PROVIDED DATA:
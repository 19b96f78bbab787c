use crate::auth::traits::SessionBackend;
use crate::error::SessionError;
use crate::models::User;
use std::sync::Arc;
use tokio::sync::RwLock;
use tracing::{debug, info, warn};

/// Storage key holding the serialized signed-in user
pub const SESSION_KEY: &str = "user";

/// The signed-in user, mirrored to a durable backend
///
/// Read once in [`SessionStore::load`]; written on every change.
pub struct SessionStore {
    backend: Arc<dyn SessionBackend>,
    current: RwLock<Option<User>>,
}

impl SessionStore {
    /// Restore the session persisted under [`SESSION_KEY`]
    ///
    /// A record (or backing store) that no longer parses is discarded and the
    /// store starts signed out. I/O failures are still returned.
    pub async fn load(backend: Arc<dyn SessionBackend>) -> Result<Self, SessionError> {
        let stored = match backend.get(SESSION_KEY).await {
            Ok(stored) => stored,
            Err(SessionError::Serialization(e)) => {
                warn!("Discarding unreadable session storage: {}", e);
                None
            }
            Err(e) => return Err(e),
        };

        let current = match stored {
            Some(raw) => match serde_json::from_str::<User>(&raw) {
                Ok(user) => {
                    info!("Restored session for {}", user.email);
                    Some(user)
                }
                Err(e) => {
                    warn!("Discarding unreadable session record: {}", e);
                    None
                }
            },
            None => None,
        };

        Ok(Self {
            backend,
            current: RwLock::new(current),
        })
    }

    pub async fn current_user(&self) -> Option<User> {
        self.current.read().await.clone()
    }

    pub async fn is_authenticated(&self) -> bool {
        self.current.read().await.is_some()
    }

    /// Persist `user` and make it current
    pub async fn set_user(&self, user: User) -> Result<(), SessionError> {
        let json = serde_json::to_string(&user)?;
        self.backend.set(SESSION_KEY, json).await?;
        debug!("Persisted session for {}", user.email);
        *self.current.write().await = Some(user);
        Ok(())
    }

    pub async fn clear(&self) -> Result<(), SessionError> {
        self.backend.remove(SESSION_KEY).await?;
        *self.current.write().await = None;
        Ok(())
    }
}
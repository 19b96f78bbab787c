use anyhow::{Context, Result};
use rental_browser::auth::{AuthProvider, FileBackend, MockAuthService, SessionStore};
use rental_browser::query::{BrowseState, PageLink, SortKey};
use rental_browser::{fixtures, AppConfig, Catalog};
use std::sync::Arc;
use tracing::info;
use tracing_subscriber::EnvFilter;

#[tokio::main]
async fn main() -> Result<()> {
    let config = AppConfig::from_env()?;

    // Initialize logging
    tracing_subscriber::fmt()
        .with_env_filter(
            EnvFilter::try_from_default_env()
                .unwrap_or_else(|_| EnvFilter::new("rental_browser=info")),
        )
        .init();

    info!("🏠 Rental Browser");
    info!("==========================================");

    let listings = fixtures::load_listings(config.listings_fixture.as_deref())
        .context("Failed to load listings fixture")?;
    let accounts = fixtures::load_users(config.users_fixture.as_deref())
        .context("Failed to load users fixture")?;
    let catalog = Catalog::new(listings);

    let backend = Arc::new(FileBackend::new(&config.session_file));
    let session = SessionStore::load(backend)
        .await
        .context("Failed to restore session")?;
    let auth = MockAuthService::with_delay(accounts, Arc::new(session), config.auth_delay);

    match (auth.current_user().await, &config.demo_login) {
        (Some(user), _) => info!("Signed in as {} <{}>", user.name, user.email),
        (None, Some((email, password))) => {
            let user = auth.login(email, password).await?;
            info!("Signed in as {} <{}>", user.name, user.email);
        }
        (None, None) => info!("Browsing as guest"),
    }

    let mut state = BrowseState::new(catalog.default_criteria(), config.page_size);
    state.select_sort(SortKey::Availability);

    let result = state.current(catalog.listings());
    info!(
        "Showing {} properties (page {} of {})",
        result.total_items(),
        result.meta.page,
        result.total_pages()
    );
    println!();

    for (i, listing) in result.items.iter().enumerate() {
        let status = if listing.available { "Available now" } else { "Coming soon" };
        println!(
            "{}. {} ({}/month)",
            i + 1,
            listing.title,
            listing.formatted_price()
        );
        println!(
            "   {} · {} · {} bd, {} ba, {} sqft",
            listing.location,
            listing.property_type.label(),
            listing.bedrooms,
            listing.bathrooms,
            listing.square_feet
        );
        println!("   {} (from {})", status, listing.available_from);
        println!("   Amenities: {}", listing.amenities.join(", "));
        println!();
    }

    let controls: Vec<String> = result
        .meta
        .visible_pages()
        .into_iter()
        .map(|link| match link {
            PageLink::Page(n) if n == result.meta.page => format!("[{}]", n),
            PageLink::Page(n) => n.to_string(),
            PageLink::Ellipsis => "...".to_string(),
        })
        .collect();
    if !controls.is_empty() {
        println!("Pages: {}", controls.join(" "));
    }

    info!("Locations: {}", catalog.locations().join(", "));

    Ok(())
}
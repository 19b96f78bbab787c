//! Application configuration loaded from the environment

use crate::auth::DEFAULT_AUTH_DELAY;
use crate::query::DEFAULT_PAGE_SIZE;
use anyhow::{Context, Result};
use std::path::PathBuf;
use std::time::Duration;

#[derive(Debug, Clone, PartialEq)]
pub struct AppConfig {
    /// Listings fixture; the embedded seed when `None`
    pub listings_fixture: Option<PathBuf>,
    /// Mock accounts fixture; the embedded seed when `None`
    pub users_fixture: Option<PathBuf>,
    /// File holding the persisted session
    pub session_file: PathBuf,
    pub auth_delay: Duration,
    pub page_size: usize,
    /// Credentials the demo binary signs in with when no session is restored
    pub demo_login: Option<(String, String)>,
}

impl Default for AppConfig {
    fn default() -> Self {
        Self {
            listings_fixture: None,
            users_fixture: None,
            session_file: PathBuf::from("session.json"),
            auth_delay: DEFAULT_AUTH_DELAY,
            page_size: DEFAULT_PAGE_SIZE,
            demo_login: None,
        }
    }
}

impl AppConfig {
    /// Load from process environment (after `.env`, if present)
    pub fn from_env() -> Result<Self> {
        dotenvy::dotenv().ok();
        Self::from_lookup(|key| std::env::var(key).ok())
    }

    /// Load from an arbitrary variable lookup
    pub fn from_lookup(lookup: impl Fn(&str) -> Option<String>) -> Result<Self> {
        let mut config = Self::default();

        if let Some(path) = lookup("LISTINGS_FIXTURE") {
            config.listings_fixture = Some(PathBuf::from(path));
        }
        if let Some(path) = lookup("USERS_FIXTURE") {
            config.users_fixture = Some(PathBuf::from(path));
        }
        if let Some(path) = lookup("SESSION_FILE") {
            config.session_file = PathBuf::from(path);
        }
        if let Some(ms) = lookup("AUTH_DELAY_MS") {
            let ms: u64 = ms
                .trim()
                .parse()
                .with_context(|| format!("AUTH_DELAY_MS must be a number, got {:?}", ms))?;
            config.auth_delay = Duration::from_millis(ms);
        }
        if let Some(size) = lookup("PAGE_SIZE") {
            let size: usize = size
                .trim()
                .parse()
                .with_context(|| format!("PAGE_SIZE must be a number, got {:?}", size))?;
            anyhow::ensure!(size >= 1, "PAGE_SIZE must be at least 1");
            config.page_size = size;
        }

        if let (Some(email), Some(password)) = (lookup("DEMO_EMAIL"), lookup("DEMO_PASSWORD")) {
            config.demo_login = Some((email, password));
        }

        Ok(config)
    }
}
use crate::models::{Listing, PropertyType};
use crate::query::FilterCriteria;
use std::collections::BTreeSet;

/// Read-only listing collection and the facets derived from it
#[derive(Debug, Clone)]
pub struct Catalog {
    listings: Vec<Listing>,
}

impl Catalog {
    pub fn new(listings: Vec<Listing>) -> Self {
        Self { listings }
    }

    pub fn listings(&self) -> &[Listing] {
        &self.listings
    }

    pub fn len(&self) -> usize {
        self.listings.len()
    }

    pub fn is_empty(&self) -> bool {
        self.listings.is_empty()
    }

    /// Listing by id, for the detail view
    pub fn get(&self, id: &str) -> Option<&Listing> {
        self.listings.iter().find(|l| l.id == id)
    }

    /// Distinct location labels, sorted
    pub fn locations(&self) -> Vec<&str> {
        self.listings
            .iter()
            .map(|l| l.location.as_str())
            .collect::<BTreeSet<_>>()
            .into_iter()
            .collect()
    }

    pub fn property_types(&self) -> &'static [PropertyType] {
        &PropertyType::ALL
    }

    /// Lowest and highest monthly price, `(0, 0)` for an empty catalog
    pub fn price_bounds(&self) -> (u32, u32) {
        let min = self.listings.iter().map(|l| l.price).min();
        let max = self.listings.iter().map(|l| l.price).max();
        (min.unwrap_or(0), max.unwrap_or(0))
    }

    /// Starting (and reset) criteria: full price range, nothing else constrained
    pub fn default_criteria(&self) -> FilterCriteria {
        FilterCriteria {
            price_range: self.price_bounds(),
            ..FilterCriteria::default()
        }
    }

    pub fn featured(&self) -> impl Iterator<Item = &Listing> {
        self.listings.iter().filter(|l| l.featured)
    }
}
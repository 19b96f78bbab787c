//! Listing query engine: filter, then sort, then paginate
//!
//! Every call is a pure function of its inputs. Callers that keep browse
//! state between calls use [`BrowseState`], which resets to the first page
//! whenever the criteria or the sort spec change.

pub mod criteria;
pub mod page;
pub mod sort;
pub mod state;

pub use criteria::{filter_listings, FilterCriteria};
pub use page::{paginate, visible_pages, PageLink, PageMeta, DEFAULT_PAGE_SIZE};
pub use sort::{sort_listings, SortDirection, SortKey, SortSpec};
pub use state::BrowseState;

use crate::models::Listing;
use serde::Serialize;
use tracing::debug;

/// One page of query results plus pagination metadata
#[derive(Debug, Clone, Serialize)]
pub struct QueryResult<'a> {
    pub items: Vec<&'a Listing>,
    pub meta: PageMeta,
}

impl QueryResult<'_> {
    pub fn total_items(&self) -> usize {
        self.meta.total_items
    }

    pub fn total_pages(&self) -> usize {
        self.meta.total_pages
    }
}

/// Run the full pipeline over `listings` and return page `page` (1-based)
pub fn query<'a>(
    listings: &'a [Listing],
    criteria: &FilterCriteria,
    sort: SortSpec,
    page: usize,
    page_size: usize,
) -> QueryResult<'a> {
    let filtered = filter_listings(listings, criteria);
    let sorted = sort_listings(&filtered, sort);
    let meta = PageMeta::new(page, page_size, sorted.len());
    let items = paginate(&sorted, page, meta.page_size).to_vec();

    debug!(
        total = meta.total_items,
        page,
        returned = items.len(),
        "Listing query evaluated"
    );

    QueryResult { items, meta }
}
use serde::Serialize;

/// Listings shown per page
pub const DEFAULT_PAGE_SIZE: usize = 6;

/// Where a result page sits within the filtered, sorted listings
#[derive(Debug, Clone, Copy, PartialEq, Eq, Serialize)]
pub struct PageMeta {
    /// 1-based page that was requested
    pub page: usize,
    pub page_size: usize,
    /// Listings that survived the filter stage
    pub total_items: usize,
    /// `ceil(total_items / page_size)`; 0 when nothing matched
    pub total_pages: usize,
    pub has_next: bool,
    pub has_prev: bool,
}

impl PageMeta {
    pub fn new(page: usize, page_size: usize, total_items: usize) -> Self {
        let page_size = page_size.max(1);
        let total_pages = total_items.div_ceil(page_size);

        Self {
            page,
            page_size,
            total_items,
            total_pages,
            has_next: page < total_pages,
            has_prev: page > 1,
        }
    }

    /// Page number for a "previous" control, never below 1
    pub fn previous(&self) -> usize {
        self.page.saturating_sub(1).max(1)
    }

    /// Page number for a "next" control, never past the last page
    pub fn next(&self) -> usize {
        (self.page + 1).min(self.total_pages.max(1))
    }

    /// Page-number window for pagination controls
    pub fn visible_pages(&self) -> Vec<PageLink> {
        visible_pages(self.page, self.total_pages)
    }
}

/// Entry in a pagination control
#[derive(Debug, Clone, Copy, PartialEq, Eq, Serialize)]
#[serde(rename_all = "lowercase")]
pub enum PageLink {
    Page(usize),
    Ellipsis,
}

/// First page, last page and one page either side of `current`, with an
/// ellipsis for each gap. Empty when there is at most one page.
pub fn visible_pages(current: usize, total_pages: usize) -> Vec<PageLink> {
    const DELTA: usize = 1;

    if total_pages <= 1 {
        return Vec::new();
    }

    let mut links = Vec::new();
    let mut prev: Option<usize> = None;
    for i in 1..=total_pages {
        let near_current = i + DELTA >= current && i <= current + DELTA;
        if i != 1 && i != total_pages && !near_current {
            continue;
        }
        if prev.is_some_and(|p| i - p > 1) {
            links.push(PageLink::Ellipsis);
        }
        links.push(PageLink::Page(i));
        prev = Some(i);
    }
    links
}

/// Pagination stage: the `[(page-1)*size, page*size)` slice, clamped to the input
///
/// Page 0 or pages past the end yield an empty slice.
pub fn paginate<T>(items: &[T], page: usize, page_size: usize) -> &[T] {
    if page == 0 {
        return &[];
    }
    let start = (page - 1).saturating_mul(page_size).min(items.len());
    let end = page.saturating_mul(page_size).min(items.len());
    &items[start..end]
}

#[cfg(test)]
mod tests {
    use super::*;

    #[test]
    fn test_thirteen_items_make_three_pages() {
        let items: Vec<usize> = (0..13).collect();
        let meta = PageMeta::new(1, 6, items.len());
        assert_eq!(meta.total_pages, 3);
        assert!(meta.has_next);
        assert!(!meta.has_prev);

        assert_eq!(paginate(&items, 1, 6).len(), 6);
        assert_eq!(paginate(&items, 3, 6), &[12]);
        assert!(paginate(&items, 4, 6).is_empty());
        assert!(paginate(&items, 0, 6).is_empty());
    }

    #[test]
    fn test_empty_result_has_no_pages() {
        let meta = PageMeta::new(1, 6, 0);
        assert_eq!(meta.total_pages, 0);
        assert!(!meta.has_next);
        assert_eq!(meta.next(), 1);
        assert_eq!(meta.previous(), 1);
        assert!(meta.visible_pages().is_empty());
    }

    #[test]
    fn test_zero_page_size_is_treated_as_one() {
        let meta = PageMeta::new(2, 0, 3);
        assert_eq!(meta.page_size, 1);
        assert_eq!(meta.total_pages, 3);
        assert!(meta.has_prev && meta.has_next);
    }

    #[test]
    fn test_prev_next_are_clamped() {
        let last = PageMeta::new(3, 6, 13);
        assert!(!last.has_next);
        assert_eq!(last.next(), 3);
        assert_eq!(last.previous(), 2);
    }

    #[test]
    fn test_visible_pages_window() {
        use PageLink::{Ellipsis, Page};

        assert!(visible_pages(1, 1).is_empty());
        assert_eq!(visible_pages(1, 3), vec![Page(1), Page(2), Page(3)]);
        assert_eq!(
            visible_pages(5, 10),
            vec![Page(1), Ellipsis, Page(4), Page(5), Page(6), Ellipsis, Page(10)]
        );
        assert_eq!(
            visible_pages(1, 10),
            vec![Page(1), Page(2), Ellipsis, Page(10)]
        );
        assert_eq!(
            visible_pages(3, 5),
            vec![Page(1), Page(2), Page(3), Page(4), Page(5)]
        );
    }
}
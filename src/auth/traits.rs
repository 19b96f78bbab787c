use crate::error::{AuthError, SessionError};
use crate::models::User;
use async_trait::async_trait;

/// Common trait for authentication providers
/// The mock directory implements it today; a real backend can replace it later
#[async_trait]
pub trait AuthProvider: Send + Sync {
    /// Sign in and persist the session
    async fn login(&self, email: &str, password: &str) -> Result<User, AuthError>;

    /// Create an account, then sign in as it
    async fn register(&self, name: &str, email: &str, password: &str) -> Result<User, AuthError>;

    /// Clear the current session
    async fn logout(&self) -> Result<(), AuthError>;

    /// The signed-in user, if any
    async fn current_user(&self) -> Option<User>;
}

/// Durable string key-value storage for session data
#[async_trait]
pub trait SessionBackend: Send + Sync {
    async fn get(&self, key: &str) -> Result<Option<String>, SessionError>;

    async fn set(&self, key: &str, value: String) -> Result<(), SessionError>;

    async fn remove(&self, key: &str) -> Result<(), SessionError>;
}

EXERCISE AIM: Bring together all lines from the listing that contain the word "status".

EXERCISE SOLUTION:
        let status = if listing.available { "Available now" } else { "Coming soon" };
        println!("   {} (from {})", status, listing.available_from);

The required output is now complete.